(Stored items)
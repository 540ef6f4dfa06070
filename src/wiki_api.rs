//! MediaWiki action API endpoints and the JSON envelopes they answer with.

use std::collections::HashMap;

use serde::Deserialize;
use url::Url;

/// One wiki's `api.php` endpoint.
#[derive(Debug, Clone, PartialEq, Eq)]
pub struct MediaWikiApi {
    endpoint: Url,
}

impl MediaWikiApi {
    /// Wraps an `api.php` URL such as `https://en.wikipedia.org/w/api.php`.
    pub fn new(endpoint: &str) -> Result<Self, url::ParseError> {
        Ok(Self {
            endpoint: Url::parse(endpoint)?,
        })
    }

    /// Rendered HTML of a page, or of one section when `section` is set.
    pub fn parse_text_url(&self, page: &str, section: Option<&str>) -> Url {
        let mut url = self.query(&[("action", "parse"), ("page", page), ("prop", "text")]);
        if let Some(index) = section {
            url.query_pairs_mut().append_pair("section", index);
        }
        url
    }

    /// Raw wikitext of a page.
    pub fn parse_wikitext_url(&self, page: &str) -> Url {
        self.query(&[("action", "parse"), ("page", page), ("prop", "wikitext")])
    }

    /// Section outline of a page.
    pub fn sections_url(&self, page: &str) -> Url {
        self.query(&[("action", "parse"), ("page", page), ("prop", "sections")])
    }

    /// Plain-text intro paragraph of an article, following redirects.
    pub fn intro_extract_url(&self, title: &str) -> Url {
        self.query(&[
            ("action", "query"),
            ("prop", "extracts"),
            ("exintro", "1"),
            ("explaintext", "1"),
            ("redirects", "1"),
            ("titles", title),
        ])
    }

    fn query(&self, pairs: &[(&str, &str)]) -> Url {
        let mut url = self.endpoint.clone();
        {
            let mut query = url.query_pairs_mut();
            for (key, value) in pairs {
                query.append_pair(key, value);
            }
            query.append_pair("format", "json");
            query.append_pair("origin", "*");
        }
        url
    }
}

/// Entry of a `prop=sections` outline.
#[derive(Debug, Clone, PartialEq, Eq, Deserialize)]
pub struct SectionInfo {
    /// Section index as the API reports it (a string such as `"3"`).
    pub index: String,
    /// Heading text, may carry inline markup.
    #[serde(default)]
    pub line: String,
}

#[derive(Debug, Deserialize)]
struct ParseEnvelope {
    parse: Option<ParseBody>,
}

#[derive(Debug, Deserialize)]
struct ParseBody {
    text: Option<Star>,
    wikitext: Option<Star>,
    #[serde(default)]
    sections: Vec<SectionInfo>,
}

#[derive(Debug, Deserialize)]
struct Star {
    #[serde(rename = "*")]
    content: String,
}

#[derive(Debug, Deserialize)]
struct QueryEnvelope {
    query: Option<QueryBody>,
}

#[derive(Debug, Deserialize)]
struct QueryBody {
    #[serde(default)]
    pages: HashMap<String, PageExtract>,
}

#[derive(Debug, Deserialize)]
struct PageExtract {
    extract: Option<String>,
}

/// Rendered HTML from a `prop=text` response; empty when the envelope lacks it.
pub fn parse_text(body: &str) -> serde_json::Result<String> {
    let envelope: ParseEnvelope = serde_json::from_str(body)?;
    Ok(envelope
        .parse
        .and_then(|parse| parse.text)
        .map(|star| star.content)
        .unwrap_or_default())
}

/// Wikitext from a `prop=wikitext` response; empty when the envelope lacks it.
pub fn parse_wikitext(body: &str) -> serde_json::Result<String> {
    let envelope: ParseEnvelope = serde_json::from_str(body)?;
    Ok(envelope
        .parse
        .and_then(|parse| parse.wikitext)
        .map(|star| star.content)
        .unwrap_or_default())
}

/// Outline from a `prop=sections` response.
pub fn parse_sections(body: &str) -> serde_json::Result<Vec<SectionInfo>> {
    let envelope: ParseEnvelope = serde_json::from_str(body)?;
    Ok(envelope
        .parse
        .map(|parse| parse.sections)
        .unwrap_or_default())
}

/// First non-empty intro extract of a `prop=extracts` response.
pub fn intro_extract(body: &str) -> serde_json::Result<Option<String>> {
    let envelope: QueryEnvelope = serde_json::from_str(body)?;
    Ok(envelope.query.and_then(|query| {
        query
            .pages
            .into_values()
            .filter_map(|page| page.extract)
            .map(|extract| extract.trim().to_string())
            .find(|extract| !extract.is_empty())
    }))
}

--

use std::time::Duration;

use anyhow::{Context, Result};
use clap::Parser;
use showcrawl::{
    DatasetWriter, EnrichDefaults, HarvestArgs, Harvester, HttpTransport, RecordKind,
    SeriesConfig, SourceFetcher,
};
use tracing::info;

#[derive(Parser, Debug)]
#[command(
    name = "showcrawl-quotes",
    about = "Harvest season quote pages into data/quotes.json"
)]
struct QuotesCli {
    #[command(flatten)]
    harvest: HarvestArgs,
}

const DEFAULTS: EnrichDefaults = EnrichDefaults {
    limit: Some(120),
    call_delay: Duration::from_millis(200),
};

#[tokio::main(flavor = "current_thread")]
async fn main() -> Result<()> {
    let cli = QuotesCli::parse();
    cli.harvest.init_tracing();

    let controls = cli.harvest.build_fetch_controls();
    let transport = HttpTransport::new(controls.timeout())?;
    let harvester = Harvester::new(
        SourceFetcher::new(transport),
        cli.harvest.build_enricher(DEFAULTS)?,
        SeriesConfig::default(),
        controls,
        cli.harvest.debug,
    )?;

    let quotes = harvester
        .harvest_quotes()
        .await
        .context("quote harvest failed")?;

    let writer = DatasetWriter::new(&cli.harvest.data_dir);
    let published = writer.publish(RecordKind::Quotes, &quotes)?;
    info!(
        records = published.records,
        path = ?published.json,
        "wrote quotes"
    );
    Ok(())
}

...

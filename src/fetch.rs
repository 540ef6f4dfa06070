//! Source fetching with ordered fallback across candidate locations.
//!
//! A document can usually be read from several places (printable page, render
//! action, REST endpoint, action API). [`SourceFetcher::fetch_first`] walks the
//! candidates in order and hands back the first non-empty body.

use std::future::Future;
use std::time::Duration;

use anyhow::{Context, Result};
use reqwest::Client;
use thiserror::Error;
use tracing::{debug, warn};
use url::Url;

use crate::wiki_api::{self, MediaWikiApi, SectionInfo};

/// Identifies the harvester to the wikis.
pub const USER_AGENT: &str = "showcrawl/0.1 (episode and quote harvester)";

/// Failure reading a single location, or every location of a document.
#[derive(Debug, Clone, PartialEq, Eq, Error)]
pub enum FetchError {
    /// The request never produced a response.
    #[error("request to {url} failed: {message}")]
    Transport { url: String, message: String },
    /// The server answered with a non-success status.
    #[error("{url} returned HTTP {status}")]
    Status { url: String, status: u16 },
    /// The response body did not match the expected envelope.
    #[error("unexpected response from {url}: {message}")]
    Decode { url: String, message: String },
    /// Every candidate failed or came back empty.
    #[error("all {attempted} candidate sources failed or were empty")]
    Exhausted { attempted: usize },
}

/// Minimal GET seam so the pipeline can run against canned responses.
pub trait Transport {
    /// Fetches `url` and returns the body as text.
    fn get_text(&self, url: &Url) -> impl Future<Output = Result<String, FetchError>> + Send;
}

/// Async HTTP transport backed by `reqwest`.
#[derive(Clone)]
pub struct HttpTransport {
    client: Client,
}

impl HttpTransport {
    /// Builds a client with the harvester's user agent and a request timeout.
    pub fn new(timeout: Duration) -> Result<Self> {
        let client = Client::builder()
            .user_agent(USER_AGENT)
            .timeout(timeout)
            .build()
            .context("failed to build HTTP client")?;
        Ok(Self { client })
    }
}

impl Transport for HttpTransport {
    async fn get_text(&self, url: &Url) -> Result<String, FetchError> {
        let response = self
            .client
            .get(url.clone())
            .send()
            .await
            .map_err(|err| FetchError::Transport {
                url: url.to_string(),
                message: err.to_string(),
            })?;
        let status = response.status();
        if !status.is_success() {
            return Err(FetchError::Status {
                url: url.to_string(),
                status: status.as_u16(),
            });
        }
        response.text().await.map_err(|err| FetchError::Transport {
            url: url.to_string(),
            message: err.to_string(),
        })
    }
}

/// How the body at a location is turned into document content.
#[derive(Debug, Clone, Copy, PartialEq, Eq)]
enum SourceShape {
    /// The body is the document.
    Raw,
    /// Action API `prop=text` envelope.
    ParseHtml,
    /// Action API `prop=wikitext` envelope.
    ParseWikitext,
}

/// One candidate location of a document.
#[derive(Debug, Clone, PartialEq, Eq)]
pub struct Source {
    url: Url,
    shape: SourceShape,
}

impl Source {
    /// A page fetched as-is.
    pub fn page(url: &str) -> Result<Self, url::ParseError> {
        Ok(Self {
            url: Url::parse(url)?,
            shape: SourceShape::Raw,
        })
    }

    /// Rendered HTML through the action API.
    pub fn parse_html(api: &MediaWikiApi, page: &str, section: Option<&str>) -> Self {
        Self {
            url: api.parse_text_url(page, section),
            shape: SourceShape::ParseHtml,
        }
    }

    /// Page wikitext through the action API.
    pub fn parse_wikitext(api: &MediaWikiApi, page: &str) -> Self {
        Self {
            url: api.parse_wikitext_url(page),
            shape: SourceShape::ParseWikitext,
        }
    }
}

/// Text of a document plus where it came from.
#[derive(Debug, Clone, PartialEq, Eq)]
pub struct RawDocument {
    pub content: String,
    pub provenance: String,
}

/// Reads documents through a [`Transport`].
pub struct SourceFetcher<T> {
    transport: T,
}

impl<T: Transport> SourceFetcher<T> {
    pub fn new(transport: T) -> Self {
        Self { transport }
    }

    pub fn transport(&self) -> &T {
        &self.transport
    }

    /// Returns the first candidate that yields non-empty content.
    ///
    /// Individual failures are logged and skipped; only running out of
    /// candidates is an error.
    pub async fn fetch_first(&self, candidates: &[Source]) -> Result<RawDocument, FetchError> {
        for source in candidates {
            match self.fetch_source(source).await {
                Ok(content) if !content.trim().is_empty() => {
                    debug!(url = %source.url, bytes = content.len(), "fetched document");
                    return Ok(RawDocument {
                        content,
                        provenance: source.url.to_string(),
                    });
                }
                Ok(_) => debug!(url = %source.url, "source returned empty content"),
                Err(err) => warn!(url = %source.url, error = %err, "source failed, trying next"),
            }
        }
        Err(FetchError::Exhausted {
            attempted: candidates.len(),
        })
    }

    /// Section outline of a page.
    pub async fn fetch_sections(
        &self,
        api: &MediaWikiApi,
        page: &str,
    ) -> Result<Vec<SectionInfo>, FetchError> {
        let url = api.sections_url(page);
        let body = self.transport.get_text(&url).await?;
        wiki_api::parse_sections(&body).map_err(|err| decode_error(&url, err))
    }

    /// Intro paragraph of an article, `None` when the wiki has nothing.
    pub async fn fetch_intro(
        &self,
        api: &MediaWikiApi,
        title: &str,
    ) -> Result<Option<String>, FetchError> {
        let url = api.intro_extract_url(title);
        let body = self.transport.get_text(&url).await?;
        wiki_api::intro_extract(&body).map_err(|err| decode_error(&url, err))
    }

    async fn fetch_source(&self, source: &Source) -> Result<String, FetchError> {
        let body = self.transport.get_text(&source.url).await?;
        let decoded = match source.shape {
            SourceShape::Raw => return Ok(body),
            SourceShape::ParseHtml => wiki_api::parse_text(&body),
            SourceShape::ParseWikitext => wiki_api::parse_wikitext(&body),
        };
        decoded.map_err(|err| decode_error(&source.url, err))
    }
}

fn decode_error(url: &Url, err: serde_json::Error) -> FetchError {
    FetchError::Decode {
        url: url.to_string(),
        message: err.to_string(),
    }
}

■ **TASK ITEM**
Nothing but a number belongs in the answer, namely how many lines above include "SectionInfo".

■ **YOUR RESPONSE**
5